Listening to National Radio this morning I heard Mike More being interviewed about his new appointment as our ambassador in Washington. Typically, his speech was extravagant, teeming with metaphor and slogans to such an extent that one wondered at times if he was in a balloon. As usual, he was all over the place. But, like Invergargill’s Tim Shadbolt, he’s full of ideas. Most of them daft but about one in twenty worth considering. Which is better than most of us can say of ourselves.

I should concede, too, that Mike More is widely experienced in international trade and politics. However, two of the points he flew over worried me: Pharmac and beef.

In his impossible mission to get the USA to consider actual free trade. That is, genuine free trade rather than the USA’s biased version, he used terms like ‘navigate’ and ‘nudge’, ‘give and take’. Which is political reality I suppose. But where Pharmac is concerned?

Pharmac is ours. It is our collective means of affording drugs. A cooperative mechanism for achieving fair trade. Which is what the Giant American drug companies hate. They not only want us to buy on their terms, they think anyone who uses words like collective or cooperative is a communist. But to enable us to sell more to the States, Mike is willing to be nudged along on this. He should know by now that American politicians, driven by big business, are not primed to nudge but to gobble.

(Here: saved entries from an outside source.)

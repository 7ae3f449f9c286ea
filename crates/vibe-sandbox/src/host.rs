//! Editor host page
//!
//! A minimal page that frames the preview and relays its messages to the
//! session API. It accepts messages only from the preview's own window,
//! forwards them verbatim (validation happens server-side), shows the
//! resulting notice and reloads the preview at the reported scroll offset.

use crate::renderer::{escape_attr, IFRAME_SANDBOX};

/// Header carrying a session's edit token
pub const EDIT_TOKEN_HEADER: &str = "x-edit-token";

const HOST_SCRIPT: &str = include_str!("../assets/host.js");

const HOST_CSS: &str = "html,body{margin:0;height:100%;font-family:sans-serif}\
#vibestack-editor{display:flex;flex-direction:column;height:100%}\
#vibestack-notice{padding:6px 12px;min-height:1.2em;font-size:13px;color:#065f46}\
#vibestack-notice.error{color:#b91c1c}\
#vibestack-preview{flex:1;width:100%;border:0}";

/// Editor page for `session_id`. The relay authenticates with
/// `edit_token`, which only grants access to this session.
#[must_use]
pub fn host_page(session_id: &str, edit_token: &str) -> String {
    let session = escape_attr(session_id);
    let token = escape_attr(edit_token);
    format!(
        "<!DOCTYPE html><html><head><meta charset=\"utf-8\"><title>VibeStack Editor</title>\
         <meta name=\"referrer\" content=\"no-referrer\">\
         <style>{HOST_CSS}</style></head><body>\
         <div id=\"vibestack-editor\" data-session=\"{session}\" data-token=\"{token}\">\
         <div id=\"vibestack-notice\" role=\"status\"></div>\
         <iframe id=\"vibestack-preview\" sandbox=\"{IFRAME_SANDBOX}\" title=\"Generated Preview\" \
         src=\"/api/sessions/{session}/preview\"></iframe>\
         </div><script>{HOST_SCRIPT}</script></body></html>"
    )
}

Nevertheless, Mr More apparently thinks if concessions are the price we have to pay to get more New Zealand beef into the American Market, so be it. But he should also know  that American beef is now as cheap, and sometimes cheaper, than American vegetables. And it got that way by battery-farming cattle. A practice being heavily lobbied for by New Zealand big business. 

I think it would have made more sense for the government to have left Mike alone, up there in his balloon writing dozens of books about his ideas.